Top of Given records
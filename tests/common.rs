//! Common test utilities for building edge networks.
use junction::prelude::*;

/// Builds an `EdgeSet` from `(id, source, target, length)` rows, using the
/// edge id as way id.
#[allow(dead_code)]
pub fn edge_set(rows: &[(i64, &str, &str, f64)]) -> EdgeSet {
    let edges = rows
        .iter()
        .map(|&(id, source, target, length)| Edge::new(id, source, target, length, id))
        .collect();
    EdgeSet::new(edges).expect("test edges must have unique ids")
}

/// `A -> B -> C -> D -> E`, each edge one way only.
///
/// A and E are dead ends (degree 1), B, C and D pass through.
#[allow(dead_code)]
pub fn create_chain() -> EdgeSet {
    edge_set(&[
        (1, "A", "B", 1.0),
        (2, "B", "C", 2.0),
        (3, "C", "D", 3.0),
        (4, "D", "E", 4.0),
    ])
}

/// A closed ring `A -> B -> C -> A` with no junction.
#[allow(dead_code)]
pub fn create_ring() -> EdgeSet {
    edge_set(&[
        (1, "A", "B", 1.0),
        (2, "B", "C", 2.0),
        (3, "C", "A", 4.0),
    ])
}

/// Three arms meeting at junction `J`:
///
/// ```text
/// A - B - J - C - D
///         |
///         E
/// ```
#[allow(dead_code)]
pub fn create_star() -> EdgeSet {
    edge_set(&[
        (1, "A", "B", 1.0),
        (2, "B", "J", 1.5),
        (3, "J", "C", 2.0),
        (4, "C", "D", 2.5),
        (5, "J", "E", 3.0),
    ])
}

/// Runs the default simplifier and returns its output edges.
#[allow(dead_code)]
pub fn simplify(edges: &EdgeSet) -> Vec<OutputEdge> {
    Simplifier::builder()
        .build()
        .simplify(edges)
        .expect("simplification failed")
        .edges
}

/// Finds the single output edge running `source -> target`.
#[allow(dead_code)]
pub fn find_chain<'a>(output: &'a [OutputEdge], source: &str, target: &str) -> &'a OutputEdge {
    let matches: Vec<_> = output
        .iter()
        .filter(|e| e.source == Key::from(source) && e.target == Key::from(target))
        .collect();
    assert_eq!(
        matches.len(),
        1,
        "expected exactly one chain {} -> {}, found {:?}",
        source,
        target,
        output
    );
    matches[0]
}

#[allow(dead_code)]
pub fn keys(names: &[&str]) -> Vec<Key> {
    names.iter().map(|&n| Key::from(n)).collect()
}

#[allow(dead_code)]
pub fn assert_close(actual: f64, expected: f64) {
    assert!(
        (actual - expected).abs() < 1e-9,
        "expected {}, got {}",
        expected,
        actual
    );
}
Bottom of Given records
Which lines above contain the word "expected"? List them.

        "expected exactly one chain {} -> {}, found {:?}",
pub fn assert_close(actual: f64, expected: f64) {
        (actual - expected).abs() < 1e-9,
        "expected {}, got {}",
        expected,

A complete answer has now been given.